I am certain there are new families out there who would prefer to seek specialist treatment for their child with anorexia nervosa, but who simply cannot afford it when one or both parents have been laid off, and are scared and guilty that they can no longer “afford the best treatment” for their child.
What can we do? Not much it turns out. But I have found some consolation in an Israeli article published in 1994 in Acta Paedopsychiatrica 56: 291-293, written by Yardena Danziger, Anca Ram and Marc Mimouni entitled: Outcome of Israeli adolescents with anorexia nervosa whose ambulatory treatment was abruptly interrupted during the Gulf War.
Apparently this Israeli pediatric team uses a form of family based treatment similar to that used at the Kartini Clinic, formulated on the belief that re-feeding is essential to recovery and that parents are essential to re-feeding. When the Gulf War broke out on January 16th 1991, Beilinson Medical Center where the Children’s Hospital was located became a military hospital overnight and the treatment of children with anorexia nervosa was abruptly discontinued. At the time there were two children in the hospital being acutely re-fed (although it appears that their “inpatient” would encompass both our “inpatient” as well as our “day treatment” as it involved at least 2 months of care). Eleven children were still in the phase of close outpatient follow-up (several times a week). These children, regardless of their medical state, were sent home with their parents.
What happened once hostilities ceased and why?

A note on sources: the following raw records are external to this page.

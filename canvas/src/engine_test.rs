#![allow(clippy::float_cmp)]

use serde_json::{Value, json};

use super::*;
use crate::render::StatusSink;

// =============================================================================
// HELPERS
// =============================================================================

#[derive(Debug)]
struct RecordingShell {
    visible: bool,
    title: String,
    presents: usize,
    statuses: Vec<String>,
}

impl Default for RecordingShell {
    fn default() -> Self {
        Self { visible: true, title: String::new(), presents: 0, statuses: Vec::new() }
    }
}

impl StatusSink for RecordingShell {
    fn show_status(&mut self, message: &str) {
        self.statuses.push(message.to_owned());
    }
}

impl ExportHost for RecordingShell {}

impl Shell for RecordingShell {
    fn set_title(&mut self, title: &str) {
        title.clone_into(&mut self.title);
    }

    fn show(&mut self) {
        self.visible = true;
    }

    fn hide(&mut self) {
        self.visible = false;
    }

    fn is_visible(&self) -> bool {
        self.visible
    }

    fn dpi(&self) -> (f64, f64) {
        (96.0, 96.0)
    }

    fn present(&mut self, _buffer: &Pixmap) {
        self.presents += 1;
    }
}

fn viewer() -> Viewer<RecordingShell> {
    Viewer::new(RecordingShell::default(), FontBook::empty())
}

fn send(viewer: &mut Viewer<RecordingShell>, value: Value) -> Result<Outcome, ViewerError> {
    let frame = Frame::from_value(value).expect("frame");
    viewer.dispatch(&frame)
}

fn ok(viewer: &mut Viewer<RecordingShell>, value: Value) {
    let action = value["action"].clone();
    assert_eq!(send(viewer, value).expect("command succeeds"), Outcome::Continue, "{action}");
}

fn begin_full_view(viewer: &mut Viewer<RecordingShell>) {
    ok(
        viewer,
        json!({
            "action": "beginView",
            "viewfracs": {"left": 0.0, "bottom": 0.0, "right": 1.0, "top": 1.0},
            "usercoords": {"left": 0.0, "bottom": 0.0, "right": 100.0, "top": 100.0},
        }),
    );
}

fn draw_small_rect(viewer: &mut Viewer<RecordingShell>) {
    ok(
        viewer,
        json!({
            "action": "drawRectangle",
            "left": 10.0, "bottom": 10.0, "right": 20.0, "top": 20.0,
            "fill": {"color": "red"},
        }),
    );
}

fn fill_view(viewer: &mut Viewer<RecordingShell>, color: &str) {
    ok(
        viewer,
        json!({
            "action": "drawRectangle",
            "left": 0.0, "bottom": 0.0, "right": 100.0, "top": 100.0,
            "fill": {"color": color},
        }),
    );
}

fn pixel(viewer: &Viewer<RecordingShell>, x: u32, y: u32) -> (u8, u8, u8, u8) {
    let p = viewer.buffer().expect("buffer").pixel(x, y).expect("pixel in range");
    (p.red(), p.green(), p.blue(), p.alpha())
}

// =============================================================================
// VIEW LIFECYCLE
// =============================================================================

#[test]
fn begin_then_end_without_draws_adds_nothing() {
    let mut viewer = viewer();
    begin_full_view(&mut viewer);
    ok(&mut viewer, json!({"action": "endView"}));
    assert!(viewer.pictures().is_empty());
    assert_eq!(viewer.active_view(), None);
}

#[test]
fn end_view_while_idle_is_a_no_op() {
    let mut viewer = viewer();
    ok(&mut viewer, json!({"action": "endView"}));
    assert!(viewer.pictures().is_empty());
    assert_eq!(viewer.shell().presents, 0);
}

#[test]
fn end_view_appends_and_presents() {
    let mut viewer = viewer();
    begin_full_view(&mut viewer);
    draw_small_rect(&mut viewer);
    assert_eq!(viewer.active_count(), Some(1));
    ok(&mut viewer, json!({"action": "endView"}));
    assert_eq!(viewer.pictures().len(), 1);
    assert_eq!(viewer.state().last_picture_drawn, 1);
    assert_eq!(viewer.shell().presents, 1);
    assert_eq!(viewer.shell().statuses, ["Drawing (piece 1 of 1)", "Ready"]);
}

#[test]
fn begin_view_while_recording_ends_previous_without_update() {
    let mut viewer = viewer();
    begin_full_view(&mut viewer);
    draw_small_rect(&mut viewer);
    begin_full_view(&mut viewer);
    assert_eq!(viewer.pictures().len(), 1);
    assert_eq!(viewer.active_count(), Some(0));
    assert_eq!(viewer.shell().presents, 0);
}

#[test]
fn invalid_view_leaves_viewer_idle() {
    let mut viewer = viewer();
    let err = send(
        &mut viewer,
        json!({
            "action": "beginView",
            "viewfracs": {"left": 0.5, "bottom": 0.0, "right": 0.5, "top": 1.0},
            "usercoords": {"left": 0.0, "bottom": 0.0, "right": 1.0, "top": 1.0},
        }),
    )
    .expect_err("degenerate view");
    assert_eq!(err.error_code(), "E_INVALID_VIEW_BOUNDS");
    assert!(err.is_fatal());
    assert_eq!(viewer.active_view(), None);
}

#[test]
fn drawing_without_view_fails() {
    let mut viewer = viewer();
    let err = send(&mut viewer, json!({"action": "drawText", "text": "hi"})).expect_err("no view");
    assert_eq!(err.error_code(), "E_NO_ACTIVE_VIEW");
    let err = send(&mut viewer, json!({"action": "clipView", "clip": false})).expect_err("no view");
    assert_eq!(err.error_code(), "E_NO_ACTIVE_VIEW");
}

#[test]
fn update_cycles_non_empty_view_only() {
    let mut viewer = viewer();
    begin_full_view(&mut viewer);
    ok(&mut viewer, json!({"action": "update"}));
    assert!(viewer.pictures().is_empty());
    assert_eq!(viewer.shell().presents, 0);

    draw_small_rect(&mut viewer);
    ok(&mut viewer, json!({"action": "update"}));
    assert_eq!(viewer.pictures().len(), 1);
    assert_eq!(viewer.active_count(), Some(0));
    assert_eq!(viewer.shell().presents, 1);
}

#[test]
fn clip_toggle_survives_view_restart() {
    let mut viewer = viewer();
    begin_full_view(&mut viewer);
    ok(&mut viewer, json!({"action": "clipView", "clip": false}));
    draw_small_rect(&mut viewer);
    ok(&mut viewer, json!({"action": "update"}));
    assert_eq!(viewer.active_view().map(|view| view.clip), Some(false));
}

#[test]
fn primitive_ceiling_triggers_one_implicit_update() {
    let mut viewer = viewer();
    begin_full_view(&mut viewer);
    let opened = viewer.active_view();
    for _ in 0..MAX_DRAWS_PER_PICTURE - 1 {
        draw_small_rect(&mut viewer);
    }
    assert!(viewer.pictures().is_empty());
    assert_eq!(viewer.active_count(), Some(MAX_DRAWS_PER_PICTURE - 1));

    draw_small_rect(&mut viewer);
    assert_eq!(viewer.pictures().len(), 1);
    assert_eq!(viewer.pictures()[0].primitive_count(), MAX_DRAWS_PER_PICTURE);
    assert_eq!(viewer.active_count(), Some(0));
    assert_eq!(viewer.active_view(), opened);
    assert_eq!(viewer.shell().presents, 1);
}

#[test]
fn point_batch_counts_each_point_toward_ceiling() {
    let mut viewer = viewer();
    begin_full_view(&mut viewer);
    let points: Vec<[f64; 2]> = (0..300).map(|i| [f64::from(i % 100), 50.0]).collect();
    ok(&mut viewer, json!({"action": "drawPoints", "points": points, "symbol": "o", "size": 4.0}));
    assert_eq!(viewer.pictures().len(), 1);
    assert_eq!(viewer.active_count(), Some(0));
}

#[test]
fn failed_grid_draws_nothing() {
    let mut viewer = viewer();
    begin_full_view(&mut viewer);
    let colors: Vec<Value> = (0..5).map(|_| json!({"color": "blue"})).collect();
    let err = send(
        &mut viewer,
        json!({
            "action": "drawMulticolorRectangle",
            "left": 0.0, "bottom": 0.0, "right": 10.0, "top": 10.0,
            "numrows": 2, "numcols": 3, "colors": colors,
        }),
    )
    .expect_err("too few colors");
    assert_eq!(err.error_code(), "E_INSUFFICIENT_COLORS");
    assert_eq!(viewer.active_count(), Some(0));
}

// =============================================================================
// CLEAR AND REDRAW
// =============================================================================

#[test]
fn clear_drops_pictures_and_fills_with_new_colour() {
    let mut viewer = viewer();
    begin_full_view(&mut viewer);
    fill_view(&mut viewer, "red");
    ok(&mut viewer, json!({"action": "endView"}));
    assert_eq!(pixel(&viewer, 5, 5), (255, 0, 0, 255));

    ok(&mut viewer, json!({"action": "clear", "color": "black"}));
    assert!(viewer.pictures().is_empty());
    assert_eq!(viewer.state().clear_color, Color::BLACK);
    assert_eq!(pixel(&viewer, 5, 5), (0, 0, 0, 255));
}

#[test]
fn clear_without_colour_keeps_previous() {
    let mut viewer = viewer();
    ok(&mut viewer, json!({"action": "clear", "color": "black"}));
    ok(&mut viewer, json!({"action": "clear"}));
    ok(&mut viewer, json!({"action": "clear", "color": "not-a-colour"}));
    assert_eq!(viewer.state().clear_color, Color::BLACK);
}

#[test]
fn clear_reopens_active_view_and_discards_its_drawing() {
    let mut viewer = viewer();
    begin_full_view(&mut viewer);
    let opened = viewer.active_view();
    draw_small_rect(&mut viewer);
    ok(&mut viewer, json!({"action": "clear"}));
    assert!(viewer.pictures().is_empty());
    assert_eq!(viewer.active_view(), opened);
    assert_eq!(viewer.active_count(), Some(0));
}

#[test]
fn redraw_keeps_pictures_and_replays_them() {
    let mut viewer = viewer();
    begin_full_view(&mut viewer);
    fill_view(&mut viewer, "red");
    ok(&mut viewer, json!({"action": "redraw"}));
    assert_eq!(viewer.pictures().len(), 1);
    assert_eq!(viewer.active_count(), Some(0));
    assert_eq!(viewer.state().last_picture_drawn, 1);
    assert_eq!(pixel(&viewer, 5, 5), (255, 0, 0, 255));
}

// =============================================================================
// SIZE AND SCALE
// =============================================================================

#[test]
fn resize_converts_thousandths_of_inch_and_clamps() {
    let mut viewer = viewer();
    ok(&mut viewer, json!({"action": "resize", "width": 5000, "height": 4000}));
    assert_eq!((viewer.state().width, viewer.state().height), (480, 384));
    let buffer = viewer.buffer().expect("buffer");
    assert_eq!((buffer.width(), buffer.height()), (480, 384));

    ok(&mut viewer, json!({"action": "resize", "width": 1000, "height": 1000}));
    assert_eq!((viewer.state().width, viewer.state().height), (MIN_CANVAS_SIZE, MIN_CANVAS_SIZE));
}

#[test]
fn scale_round_trip_restores_size() {
    let mut viewer = viewer();
    let original = (viewer.state().width, viewer.state().height);
    ok(&mut viewer, json!({"action": "scale", "factor": 2.0}));
    assert_eq!((viewer.state().width, viewer.state().height), (2220, 1780));
    assert_eq!(viewer.state().scale, 2.0);
    ok(&mut viewer, json!({"action": "scale", "factor": 1.0}));
    assert_eq!((viewer.state().width, viewer.state().height), original);

    ok(&mut viewer, json!({"action": "scale", "factor": 0.5}));
    ok(&mut viewer, json!({"action": "scale", "factor": 1.0}));
    assert_eq!((viewer.state().width, viewer.state().height), original);
}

The war lasted for 6 weeks; examination by the treatment team of the children immediately after the war found that all had been able to maintain their weight. Of course, this says nothing about their psychological recovery, something we all know takes longer and is more difficult than “mere” weight restoration, but still it was encouraging. Imagine how frightened parents were to have their child’s medical care abruptly halted. What accounted for this welcome stability?

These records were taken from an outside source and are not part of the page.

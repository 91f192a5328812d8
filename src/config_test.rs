#![allow(clippy::float_cmp)]

use super::*;

#[test]
fn defaults_match_documented_values() {
    let config = Config::try_parse_from(["pipedview"]).expect("defaults parse");
    assert_eq!(config.wire, Wire::Json);
    assert_eq!(config.dpi(), (DEFAULT_DPI, DEFAULT_DPI));
    assert_eq!(config.font, None);
    assert!(!config.hidden);
    let options = config.pump_options();
    assert_eq!(options.time_slice, Duration::from_millis(DEFAULT_TIME_SLICE_MS));
    assert_eq!(options.poll_interval, Duration::from_millis(DEFAULT_POLL_INTERVAL_MS));
}

#[test]
fn flags_override_defaults() {
    let config = Config::try_parse_from([
        "pipedview",
        "--wire",
        "proto",
        "--dpi-x",
        "110",
        "--dpi-y",
        "120.5",
        "--font",
        "/tmp/font.ttf",
        "--time-slice-ms",
        "20",
        "--hidden",
    ])
    .expect("flags parse");
    assert_eq!(config.wire, Wire::Proto);
    assert_eq!(config.dpi(), (110.0, 120.5));
    assert_eq!(config.font, Some(PathBuf::from("/tmp/font.ttf")));
    assert_eq!(config.pump_options().time_slice, Duration::from_millis(20));
    assert!(config.hidden);
}

#[test]
fn non_positive_dpi_is_rejected() {
    assert!(Config::try_parse_from(["pipedview", "--dpi-x", "0"]).is_err());
    assert!(Config::try_parse_from(["pipedview", "--dpi-y", "-3"]).is_err());
    assert!(Config::try_parse_from(["pipedview", "--dpi-y", "wide"]).is_err());
}

#[test]
fn zero_poll_interval_is_rejected() {
    assert!(Config::try_parse_from(["pipedview", "--poll-interval-ms", "0"]).is_err());
}

#[test]
fn unknown_wire_is_rejected() {
    assert!(Config::try_parse_from(["pipedview", "--wire", "xml"]).is_err());
}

The authors analyze their results at the end of the article. They point out that “due to the civil defense order to close schools and their request that people stay home close to a sealed room, families gathered together and shared mutual tensions and feelings.” Not to mention meals, I might add! They went on: “This setting mimics the ?therapeutic milieu’ of the day care unit, where our main goal is to create closer bonds between parents and children and mutual feelings of responsibility. Therefore parents were able to continue our treatment programme at home during the war.”

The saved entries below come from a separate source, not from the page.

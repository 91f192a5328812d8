//! Command-line and environment configuration.

#[cfg(test)]
#[path = "config_test.rs"]
mod config_test;

use std::path::PathBuf;
use std::time::Duration;

use canvas::consts::DEFAULT_DPI;
use clap::{Parser, ValueEnum};

use crate::pump::PumpOptions;

pub const DEFAULT_TIME_SLICE_MS: u64 = 100;
pub const DEFAULT_POLL_INTERVAL_MS: u64 = 5;

/// Encoding of the stdio channel.
#[derive(Debug, Clone, Copy, PartialEq, Eq, ValueEnum)]
pub enum Wire {
    /// One JSON object per line.
    Json,
    /// Length-delimited protobuf messages.
    Proto,
}

#[derive(Parser, Debug, Clone)]
#[command(name = "pipedview", about = "Graphics viewer driven by commands on stdin")]
pub struct Config {
    #[arg(long, env = "PIPEDVIEW_WIRE", value_enum, default_value_t = Wire::Json)]
    pub wire: Wire,

    /// Horizontal display resolution in dots per inch.
    #[arg(long, env = "PIPEDVIEW_DPI_X", default_value_t = DEFAULT_DPI, value_parser = positive)]
    pub dpi_x: f64,

    /// Vertical display resolution in dots per inch.
    #[arg(long, env = "PIPEDVIEW_DPI_Y", default_value_t = DEFAULT_DPI, value_parser = positive)]
    pub dpi_y: f64,

    /// Font file for raster text; common system locations are searched when absent.
    #[arg(long, env = "PIPEDVIEW_FONT")]
    pub font: Option<PathBuf>,

    /// Longest stretch of command processing before yielding, in milliseconds.
    #[arg(long, env = "PIPEDVIEW_TIME_SLICE_MS", default_value_t = DEFAULT_TIME_SLICE_MS)]
    pub time_slice_ms: u64,

    /// Wait between polls of an empty command queue, in milliseconds.
    #[arg(long, env = "PIPEDVIEW_POLL_INTERVAL_MS", default_value_t = DEFAULT_POLL_INTERVAL_MS, value_parser = clap::value_parser!(u64).range(1..))]
    pub poll_interval_ms: u64,

    /// Start hidden; the controller sends `show` when ready.
    #[arg(long, env = "PIPEDVIEW_HIDDEN")]
    pub hidden: bool,
}

impl Config {
    #[must_use]
    pub fn dpi(&self) -> (f64, f64) {
        (self.dpi_x, self.dpi_y)
    }

    #[must_use]
    pub fn pump_options(&self) -> PumpOptions {
        PumpOptions {
            time_slice: Duration::from_millis(self.time_slice_ms),
            poll_interval: Duration::from_millis(self.poll_interval_ms),
        }
    }
}

fn positive(raw: &str) -> Result<f64, String> {
    let value: f64 = raw.parse().map_err(|e| format!("{raw:?} is not a number: {e}"))?;
    if value.is_finite() && value > 0.0 {
        Ok(value)
    } else {
        Err(format!("{raw} must be a positive number"))
    }
}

Despite our bad economy we have not all been told to stay home, nor are the schools closed. But some parents have been laid off, perhaps with more to come. This gives parents and unlooked-for opportunity to solidify parental supervision of re-feeding in a child with anorexia nervosa. Rather than feel despair that they cannot afford the same level of medical care as before, they might take heart from the Israeli experience and know that they can “put a thumb in the dyke” of further weight loss while they wait for the situation to improve and their access to medical care to be restored.
Additionally, it is becoming an economic necessity these days to eat at home. When an adult does not have to go to work (or can’t), cooking meals at home becomes much easier. It is cheaper and more healthful and for parents whose child has an eating disorder, much less stressful to supervise. At least there may be a silver lining to these dark economic clouds.